What to do: The full set of records below is to be reproduced without a single alteration.

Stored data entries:
=======
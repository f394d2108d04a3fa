//! Flattening of a [`Report`] into header + cells, the one shape every
//! renderer and the download hand-off work from.

use serde::{Deserialize, Serialize};
use std::fmt;

use crate::report::types::{EntityReport, Report, SideValues};

pub const MISSING_MARKER: &str = "N/A";
pub const SEPARATOR_HEADER: &str = " ";

#[derive(Debug, Clone, PartialEq, Serialize, Deserialize)]
pub enum Cell {
    Text(String),
    Integer(i64),
    Number(f64),
    /// No data for this side of a comparison.
    Missing,
    /// Visual spacer between the two chemists' columns.
    Blank,
}

impl fmt::Display for Cell {
    fn fmt(&self, f: &mut fmt::Formatter<'_>) -> fmt::Result {
        match self {
            Cell::Text(s) => f.write_str(s),
            Cell::Integer(n) => write!(f, "{n}"),
            Cell::Number(x) if x.fract() == 0.0 => write!(f, "{x:.0}"),
            Cell::Number(x) => write!(f, "{x}"),
            Cell::Missing => f.write_str(MISSING_MARKER),
            Cell::Blank => Ok(()),
        }
    }
}

#[derive(Debug, Clone, PartialEq, Serialize, Deserialize)]
pub struct ReportTable {
    pub title: String,
    pub headers: Vec<String>,
    pub rows: Vec<Vec<Cell>>,
}

impl ReportTable {
    pub fn is_empty(&self) -> bool {
        self.rows.is_empty()
    }
}

impl From<&Report> for ReportTable {
    fn from(report: &Report) -> Self {
        match report {
            Report::Single(single) => single_table(report.title(), single),
            Report::Comparison(cmp) => {
                let rolling = cmp.first.rolling_window.is_some();
                let first = &cmp.first.chemist.id;
                let second = &cmp.second.chemist.id;

                let mut headers = vec!["Year".to_string(), "Month".to_string()];
                headers.extend(side_headers(first.as_str(), rolling));
                headers.push(SEPARATOR_HEADER.to_string());
                headers.extend(side_headers(second.as_str(), rolling));

                let rows = cmp
                    .rows
                    .iter()
                    .map(|row| {
                        let mut cells = vec![
                            Cell::Integer(row.period.year.into()),
                            Cell::Text(row.period.month.name().to_string()),
                        ];
                        cells.extend(side_cells(row.first.as_ref(), rolling));
                        cells.push(Cell::Blank);
                        cells.extend(side_cells(row.second.as_ref(), rolling));
                        cells
                    })
                    .collect();

                ReportTable {
                    title: report.title(),
                    headers,
                    rows,
                }
            }
        }
    }
}

fn single_table(title: String, report: &EntityReport) -> ReportTable {
    let rolling = report.rolling_window.is_some();

    let mut headers: Vec<String> = ["Chemist", "Name", "Year", "Month", "Total Items"]
        .iter()
        .map(|h| h.to_string())
        .collect();
    if rolling {
        headers.push("Rolling 12m Avg Items".to_string());
    }

    let rows = report
        .rows
        .iter()
        .map(|row| {
            let mut cells = vec![
                Cell::Text(row.chemist.to_string()),
                Cell::Text(report.chemist.name.clone()),
                Cell::Integer(row.period.year.into()),
                Cell::Text(row.period.month.name().to_string()),
                Cell::Number(row.total_items),
            ];
            if rolling {
                cells.push(row.rolling_avg.map_or(Cell::Missing, Cell::Integer));
            }
            cells
        })
        .collect();

    ReportTable { title, headers, rows }
}

fn side_headers(id: &str, rolling: bool) -> Vec<String> {
    let mut headers = vec![format!("Items C{id}")];
    if rolling {
        headers.push(format!("Rolling Avg C{id}"));
    }
    headers
}

fn side_cells(values: Option<&SideValues>, rolling: bool) -> Vec<Cell> {
    let mut cells = vec![values.map_or(Cell::Missing, |v| Cell::Number(v.total_items))];
    if rolling {
        cells.push(
            values
                .and_then(|v| v.rolling_avg)
                .map_or(Cell::Missing, Cell::Integer),
        );
    }
    cells
}

#[cfg(test)]
mod tests {
    use super::*;
    use crate::details::ChemistDirectory;
    use crate::records::{Dataset, EntityId};
    use crate::report::compare::build_report;
    use crate::report::types::{AggregateOptions, PeriodFilter};
    use crate::source::Table;

    fn report(first: &str, second: Option<&str>, options: AggregateOptions) -> Report {
        let data = Dataset::from_table(
            &Table::from_csv_str(
                "Chemist,Year,Month,Number of Items\n\
                 7,2023,1,10\n\
                 7,2023,2,20.5\n\
                 9,2023,2,4\n",
            )
            .unwrap(),
        )
        .unwrap();
        let details = ChemistDirectory::from_table(
            &Table::from_csv_str("Chemist ID,Name\n7,Corner Pharmacy\n9,Main St\n").unwrap(),
        )
        .unwrap();
        let second = second.map(|s| EntityId::parse(s).unwrap());
        build_report(
            &data,
            &details,
            &EntityId::parse(first).unwrap(),
            second.as_ref(),
            &PeriodFilter::default(),
            &options,
        )
    }

    #[test]
    fn test_single_table_layout() {
        let table = ReportTable::from(&report("7", None, AggregateOptions::default()));
        assert_eq!(table.title, "7 (Corner Pharmacy)");
        assert_eq!(
            table.headers,
            vec!["Chemist", "Name", "Year", "Month", "Total Items", "Rolling 12m Avg Items"]
        );
        assert_eq!(table.rows.len(), 2);
        assert_eq!(table.rows[0][3], Cell::Text("January".into()));
        assert_eq!(table.rows[1][4].to_string(), "20.5");
        assert_eq!(table.rows[1][5], Cell::Integer(15));
    }

    #[test]
    fn test_single_table_without_rolling() {
        let table = ReportTable::from(&report("7", None, AggregateOptions { rolling_window: None }));
        assert_eq!(table.headers.len(), 5);
        assert!(table.rows.iter().all(|r| r.len() == 5));
    }

    #[test]
    fn test_comparison_table_marks_missing() {
        let table = ReportTable::from(&report("7", Some("9"), AggregateOptions::default()));
        assert_eq!(
            table.headers,
            vec!["Year", "Month", "Items C7", "Rolling Avg C7", " ", "Items C9", "Rolling Avg C9"]
        );
        // February first, then January where chemist 9 has nothing
        let january = &table.rows[1];
        assert_eq!(january[1], Cell::Text("January".into()));
        assert_eq!(january[2].to_string(), "10");
        assert_eq!(january[4], Cell::Blank);
        assert_eq!(january[5], Cell::Missing);
        assert_eq!(january[6].to_string(), MISSING_MARKER);
    }
}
=======
Task answer:
repository f394d2108d04a3fa
//! Flattening of a [`Report`] into header + cells, the one shape every
//! renderer and the download hand-off work from.

use serde::{Deserialize, Serialize};
use std::fmt;

use crate::report::types::{EntityReport, Report, SideValues};

pub const MISSING_MARKER: &str = "N/A";
pub const SEPARATOR_HEADER: &str = " ";

#[derive(Debug, Clone, PartialEq, Serialize, Deserialize)]
pub enum Cell {
    Text(String),
    Integer(i64),
    Number(f64),
    /// No data for this side of a comparison.
    Missing,
    /// Visual spacer between the two chemists' columns.
    Blank,
}

impl fmt::Display for Cell {
    fn fmt(&self, f: &mut fmt::Formatter<'_>) -> fmt::Result {
        match self {
            Cell::Text(s) => f.write_str(s),
            Cell::Integer(n) => write!(f, "{n}"),
            Cell::Number(x) if x.fract() == 0.0 => write!(f, "{x:.0}"),
            Cell::Number(x) => write!(f, "{x}"),
            Cell::Missing => f.write_str(MISSING_MARKER),
            Cell::Blank => Ok(()),
        }
    }
}

#[derive(Debug, Clone, PartialEq, Serialize, Deserialize)]
pub struct ReportTable {
    pub title: String,
    pub headers: Vec<String>,
    pub rows: Vec<Vec<Cell>>,
}

impl ReportTable {
    pub fn is_empty(&self) -> bool {
        self.rows.is_empty()
    }
}

impl From<&Report> for ReportTable {
    fn from(report: &Report) -> Self {
        match report {
            Report::Single(single) => single_table(report.title(), single),
            Report::Comparison(cmp) => {
                let rolling = cmp.first.rolling_window.is_some();
                let first = &cmp.first.chemist.id;
                let second = &cmp.second.chemist.id;

                let mut headers = vec!["Year".to_string(), "Month".to_string()];
                headers.extend(side_headers(first.as_str(), rolling));
                headers.push(SEPARATOR_HEADER.to_string());
                headers.extend(side_headers(second.as_str(), rolling));

                let rows = cmp
                    .rows
                    .iter()
                    .map(|row| {
                        let mut cells = vec![
                            Cell::Integer(row.period.year.into()),
                            Cell::Text(row.period.month.name().to_string()),
                        ];
                        cells.extend(side_cells(row.first.as_ref(), rolling));
                        cells.push(Cell::Blank);
                        cells.extend(side_cells(row.second.as_ref(), rolling));
                        cells
                    })
                    .collect();

                ReportTable {
                    title: report.title(),
                    headers,
                    rows,
                }
            }
        }
    }
}

fn single_table(title: String, report: &EntityReport) -> ReportTable {
    let rolling = report.rolling_window.is_some();

    let mut headers: Vec<String> = ["Chemist", "Name", "Year", "Month", "Total Items"]
        .iter()
        .map(|h| h.to_string())
        .collect();
    if rolling {
        headers.push("Rolling 12m Avg Items".to_string());
    }

    let rows = report
        .rows
        .iter()
        .map(|row| {
            let mut cells = vec![
                Cell::Text(row.chemist.to_string()),
                Cell::Text(report.chemist.name.clone()),
                Cell::Integer(row.period.year.into()),
                Cell::Text(row.period.month.name().to_string()),
                Cell::Number(row.total_items),
            ];
            if rolling {
                cells.push(row.rolling_avg.map_or(Cell::Missing, Cell::Integer));
            }
            cells
        })
        .collect();

    ReportTable { title, headers, rows }
}

fn side_headers(id: &str, rolling: bool) -> Vec<String> {
    let mut headers = vec![format!("Items C{id}")];
    if rolling {
        headers.push(format!("Rolling Avg C{id}"));
    }
    headers
}

fn side_cells(values: Option<&SideValues>, rolling: bool) -> Vec<Cell> {
    let mut cells = vec![values.map_or(Cell::Missing, |v| Cell::Number(v.total_items))];
    if rolling {
        cells.push(
            values
                .and_then(|v| v.rolling_avg)
                .map_or(Cell::Missing, Cell::Integer),
        );
    }
    cells
}

#[cfg(test)]
mod tests {
    use super::*;
    use crate::details::ChemistDirectory;
    use crate::records::{Dataset, EntityId};
    use crate::report::compare::build_report;
    use crate::report::types::{AggregateOptions, PeriodFilter};
    use crate::source::Table;

    fn report(first: &str, second: Option<&str>, options: AggregateOptions) -> Report {
        let data = Dataset::from_table(
            &Table::from_csv_str(
                "Chemist,Year,Month,Number of Items\n\
                 7,2023,1,10\n\
                 7,2023,2,20.5\n\
                 9,2023,2,4\n",
            )
            .unwrap(),
        )
        .unwrap();
        let details = ChemistDirectory::from_table(
            &Table::from_csv_str("Chemist ID,Name\n7,Corner Pharmacy\n9,Main St\n").unwrap(),
        )
        .unwrap();
        let second = second.map(|s| EntityId::parse(s).unwrap());
        build_report(
            &data,
            &details,
            &EntityId::parse(first).unwrap(),
            second.as_ref(),
            &PeriodFilter::default(),
            &options,
        )
    }

    #[test]
    fn test_single_table_layout() {
        let table = ReportTable::from(&report("7", None, AggregateOptions::default()));
        assert_eq!(table.title, "7 (Corner Pharmacy)");
        assert_eq!(
            table.headers,
            vec!["Chemist", "Name", "Year", "Month", "Total Items", "Rolling 12m Avg Items"]
        );
        assert_eq!(table.rows.len(), 2);
        assert_eq!(table.rows[0][3], Cell::Text("January".into()));
        assert_eq!(table.rows[1][4].to_string(), "20.5");
        assert_eq!(table.rows[1][5], Cell::Integer(15));
    }

    #[test]
    fn test_single_table_without_rolling() {
        let table = ReportTable::from(&report("7", None, AggregateOptions { rolling_window: None }));
        assert_eq!(table.headers.len(), 5);
        assert!(table.rows.iter().all(|r| r.len() == 5));
    }

    #[test]
    fn test_comparison_table_marks_missing() {
        let table = ReportTable::from(&report("7", Some("9"), AggregateOptions::default()));
        assert_eq!(
            table.headers,
            vec!["Year", "Month", "Items C7", "Rolling Avg C7", " ", "Items C9", "Rolling Avg C9"]
        );
        // February first, then January where chemist 9 has nothing
        let january = &table.rows[1];
        assert_eq!(january[1], Cell::Text("January".into()));
        assert_eq!(january[2].to_string(), "10");
        assert_eq!(january[4], Cell::Blank);
        assert_eq!(january[5], Cell::Missing);
        assert_eq!(january[6].to_string(), MISSING_MARKER);
    }
}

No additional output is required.